San Diego SDG&E workers may be taking the brunt of local anger over utility-rate hikes, but executives of Sempra Energy, the outfit that owns SDG&E, are raking in big bucks. According to public disclosures, the Sempra chairman and chief executive officer Richard Farman made more than $2 million last year. Vice chairman Stephen Baum got $1.6 million; Donald Felsinger, president of Sempra subsidiaries, collected $973,000, as did fellow executive Warren Mitchell. Executive V.P. Neil Schmale got $790,000. Just in time for the big power-rate blowup, the numbers were published in a July 17 ranking of executive salaries by the San Diego Business Journal.
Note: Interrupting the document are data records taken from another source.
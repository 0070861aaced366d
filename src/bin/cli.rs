//! `transfer-cli`: stands in for the `<remote-dolt-path>` binary the
//! client side spawns over ssh (spec §4.4 step 2). Exposes the hidden
//! `transfer` subcommand `TransferFactory` invokes remotely; every other
//! `dolt` subcommand is out of scope for this crate (spec §1).

use anyhow::bail;
use clap::{Parser, Subcommand};
use ssh_remote_transport::chunk_store::FsBackend;
use ssh_remote_transport::shutdown::Shutdown;
use std::sync::Arc;
use tracing_subscriber::EnvFilter;

#[derive(Parser)]
#[command(name = "dolt", about = "remote transfer endpoint")]
struct Cli {
    /// Path to the repository's data directory.
    #[arg(long, global = true)]
    data_dir: String,

    #[command(subcommand)]
    command: Command,
}

#[derive(Subcommand)]
enum Command {
    /// Run the server side of one SSH-tunneled transfer session. Hidden:
    /// invoked by `TransferFactory` on the client, never typed by a user.
    #[command(hide = true)]
    Transfer,
}

#[tokio::main]
async fn main() -> anyhow::Result<()> {
    tracing_subscriber::fmt()
        .with_env_filter(EnvFilter::from_default_env())
        .with_writer(std::io::stderr)
        .init();

    let cli = Cli::parse();

    if !std::path::Path::new(&cli.data_dir).is_dir() {
        // This exact phrasing is what the client's stderr triage (spec
        // §4.4, §7) recognizes as "repository not found".
        bail!(
            "failed to load database: no such file or directory: {}",
            cli.data_dir
        );
    }

    let Command::Transfer = cli.command;
    let backend = Arc::new(FsBackend::new(cli.data_dir));
    let shutdown = Shutdown::new();

    let code = ssh_remote_transport::transfer_cmd::run(backend, shutdown).await;
    if code == 0 {
        Ok(())
    } else {
        // anyhow's default `Termination` impl exits 1 on `Err`, matching
        // spec §6's server exit codes (0 clean, 1 on any server error).
        bail!("transfer session exited with an error")
    }
}
//! SSH-tunneled remote transport.
//!
//! Spawns a child `ssh` process running a hidden `transfer` subcommand on
//! the remote side, and multiplexes an RPC service (chunk-store metadata
//! and coordination calls) and an HTTP file-transfer service over the
//! resulting single pipe.
//!
//! Entry points: [`factory::TransferFactory`] on the client, and
//! [`transfer_cmd::run`] on the server.

pub mod chunk_store;
pub mod error;
pub mod factory;
pub mod file_handler;
pub mod http_transport;
pub mod listener;
pub mod mux;
pub mod pipe_conn;
pub mod rpc;
pub mod session;
pub mod shutdown;
pub mod stderr_buffer;
pub mod transfer_cmd;
pub mod url;

pub use error::{Result, TransportError};
pub use factory::TransferFactory;
pub use session::Session;
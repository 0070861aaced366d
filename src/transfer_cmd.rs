//! `TransferCmd`: the hidden `transfer` subcommand that runs on the remote
//! side of the ssh tunnel (spec §4.5), serving the RPC and HTTP planes over
//! stdin/stdout.

use crate::chunk_store::ChunkStoreBackend;
use crate::listener;
use crate::mux::{MuxSession, SharedMux};
use crate::pipe_conn::PipeConn;
use crate::shutdown::Shutdown;
use std::sync::Arc;
use tokio::signal::unix::{signal, SignalKind};
use tracing::{error, info};
use yamux::Mode;

/// Runs the server side of one transfer session to completion and returns
/// the process exit code (spec §4.5 step 7, §6): 0 on clean close or outer
/// cancellation, 1 on any server error.
pub async fn run(backend: Arc<dyn ChunkStoreBackend>, shutdown: Shutdown) -> i32 {
    // Rust has no implicit "SIGPIPE terminates the process" default once a
    // handler is installed for it; installing one and dropping every event
    // achieves the "ignore broken-pipe signals outright" policy spec §4.5
    // step 1 calls for, so a write after the client hangs up surfaces as an
    // `io::Error` instead of a signal.
    let mut sigpipe = match signal(SignalKind::pipe()) {
        Ok(sig) => sig,
        Err(e) => {
            error!(error = %e, "failed to install SIGPIPE handler");
            return 1;
        }
    };
    tokio::spawn(async move { while sigpipe.recv().await.is_some() {} });

    let stdin = tokio::io::stdin();
    let stdout = tokio::io::stdout();
    let pipe = PipeConn::new(stdin, stdout);
    let mux: SharedMux = Arc::new(MuxSession::new(pipe, Mode::Server));

    let (rpc_incoming, http_incoming) = listener::demux(mux.clone());

    let rpc_backend = backend.clone();
    let rpc_task = tokio::spawn(crate::rpc::server::serve(rpc_backend, rpc_incoming));

    let http_router = crate::file_handler::router(backend);
    let http_task = tokio::spawn(serve_http(http_router, http_incoming));

    tokio::select! {
        _ = shutdown.recv() => {
            info!("session close requested");
            0
        }
        result = rpc_task => {
            match result {
                Ok(Ok(())) => 0,
                Ok(Err(e)) => { error!(error = %e, "rpc server error"); 1 }
                Err(e) => { error!(error = %e, "rpc server task panicked"); 1 }
            }
        }
        result = http_task => {
            match result {
                Ok(Ok(())) => 0,
                Ok(Err(e)) => { error!(error = %e, "http server error"); 1 }
                Err(e) => { error!(error = %e, "http server task panicked"); 1 }
            }
        }
    }
}

async fn serve_http(
    router: axum::Router,
    incoming: listener::StreamListener,
) -> crate::error::Result<()> {
    axum::serve(incoming, router)
        .await
        .map_err(crate::error::TransportError::Io)
}
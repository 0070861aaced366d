//! Accumulates a subprocess's stderr while mirroring it to our own stderr,
//! and exposes a one-shot "done" signal for the moment stderr hits EOF.
//!
//! Reading the buffer before the done signal fires is a bug: the drainer is
//! asynchronous, so the buffer's contents are undefined until EOF (spec §9,
//! "Stderr as a diagnostic channel").

use std::sync::Arc;
use tokio::io::{AsyncBufReadExt, AsyncWriteExt, BufReader};
use tokio::process::ChildStderr;
use tokio::sync::{Mutex, Notify};

/// Shared handle to a subprocess's drained stderr.
#[derive(Debug, Clone)]
pub struct StderrBuffer {
    inner: Arc<Inner>,
}

#[derive(Debug)]
struct Inner {
    buffer: Mutex<Vec<u8>>,
    done: Notify,
    is_done: std::sync::atomic::AtomicBool,
}

impl StderrBuffer {
    /// Spawn the drainer task and return a handle to its output.
    ///
    /// Every line read from `stderr` is appended to the internal buffer and
    /// tee'd to the parent's own stderr, matching the `ssh` child's
    /// diagnostics being visible to whoever is running us interactively.
    pub fn spawn(stderr: ChildStderr) -> Self {
        let inner = Arc::new(Inner {
            buffer: Mutex::new(Vec::new()),
            done: Notify::new(),
            is_done: std::sync::atomic::AtomicBool::new(false),
        });

        let task_inner = inner.clone();
        tokio::spawn(async move {
            let mut reader = BufReader::new(stderr);
            let mut stderr_out = tokio::io::stderr();
            let mut line = Vec::new();
            loop {
                line.clear();
                match reader.read_until(b'\n', &mut line).await {
                    Ok(0) => break,
                    Ok(_) => {
                        let _ = stderr_out.write_all(&line).await;
                        task_inner.buffer.lock().await.extend_from_slice(&line);
                    }
                    Err(_) => break,
                }
            }
            task_inner
                .is_done
                .store(true, std::sync::atomic::Ordering::SeqCst);
            task_inner.done.notify_waiters();
        });

        Self { inner }
    }

    /// Block until the drainer has observed EOF on stderr.
    pub async fn wait_done(&self) {
        if self.inner.is_done.load(std::sync::atomic::Ordering::SeqCst) {
            return;
        }
        self.inner.done.notified().await;
    }

    /// Snapshot of the buffered stderr bytes, valid only after
    /// [`StderrBuffer::wait_done`] has returned.
    pub async fn contents(&self) -> Vec<u8> {
        self.inner.buffer.lock().await.clone()
    }

    /// `wait_done` followed by a UTF-8 (lossy) snapshot, filtered of the
    /// known-benign ssh warning line per spec §4.4.
    pub async fn filtered_text(&self) -> String {
        self.wait_done().await;
        let raw = String::from_utf8_lossy(&self.contents().await).into_owned();
        raw.lines()
            .filter(|line| !line.starts_with("Warning: Permanently added"))
            .collect::<Vec<_>>()
            .join("\n")
            .trim()
            .to_string()
    }
}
The paper listed Farman as the county's best-paid executive, followed by Gateway Computer mogul Ted Waitt with $1.9 million in total cash compensation.
A recently published study by UCSD researchers has found that many tuberculosis cases discovered among children in San Diego hospitals are due to a bacterium that infects cows and is then transmitted to humans who drink infected milk. The report, authored by associate professor William Dankner and entitled "Mycobacterium bovis as a Significant Cause of Tuberculosis in Children Residing Along the United States-Mexico Border in the Baja California Region," concludes that Mexican officials need to tighten milk-pasteurization standards or risk a wider outbreak of the deadly disease. "These data demonstrate the dramatic impact of this underappreciated cause of zoonotic TB on U.S. children at the Mexican border and underscore the need for cross-collaboration to enforce existing Mexican pasteurization laws."
Making ends meet
Union-Tribune editorial cartoonist Steve Kelley has some advice for his peers on how to pick up extra bucks on the side. According to a report in Editor & Publisher, the conservative cartoonist told attendees at the Association of American Editorial Cartoonists convention in Minneapolis last month that they ought to publish their own books ("It's not that difficult. You take a pile of cartoons and put glue on one side") and make speeches. According to E & P, Kelley "suggested that cartoonists start by giving speeches for free and then ask groups they're addressing to donate money to charity. When cartoonists have honed their presentations, he added, they can start charging. Kelley now gets $3000 a speech. Some cartoonists, such as Kelley, also do stand-up comedy." ... The planned sale by Copley Press of its Fox Valley newspaper chain in suburban Chicago has caught the attention of media watchers there. "They've been co-mingling their staffs, co-mingling management, and, more recently, co-mingling content," David Nelson, chairman of the newspaper department of Medill School of Journalism at Northwestern University, told the Chicago Daily Herald. "These are all signs of closing down, of slowly giving up... It all has the smell of death." Added the Herald: "In Elgin, for example, the Courier News has lost 34 percent of its circulation in the last five years even as the city has been one of the fastest growing in the Chicago area. Over a 10-year period the change is even more dramatic as it dropped from 32,722 to 17,687 circulation, a 45.9 percent plunge."
Lindbergh Field's new terminal, the $238 million project that went way over budget and continues to draw brickbats from locals for the inconvenience of its baggage arrangements, has been praised by this month's Architectural Record: "While the two rotundas that anchor Terminal 2 may fall short of formal or visual innovation, they serve to anchor a building that functions simply and elegantly. And elsewhere, such as at the arrivals hall, the project's more skillful spatial and formal articulation alludes to both the local context and an aeronautical spirit that recalls San Diego's industrial heritage." ... A San Diego outfit called Silver Bullet Solutions just picked up a Navy contract worth $25,421,514 for providing research and development on "command, control, communications, and intelligence software applications and databases," according to a recent release from the U.S. Department of Defense.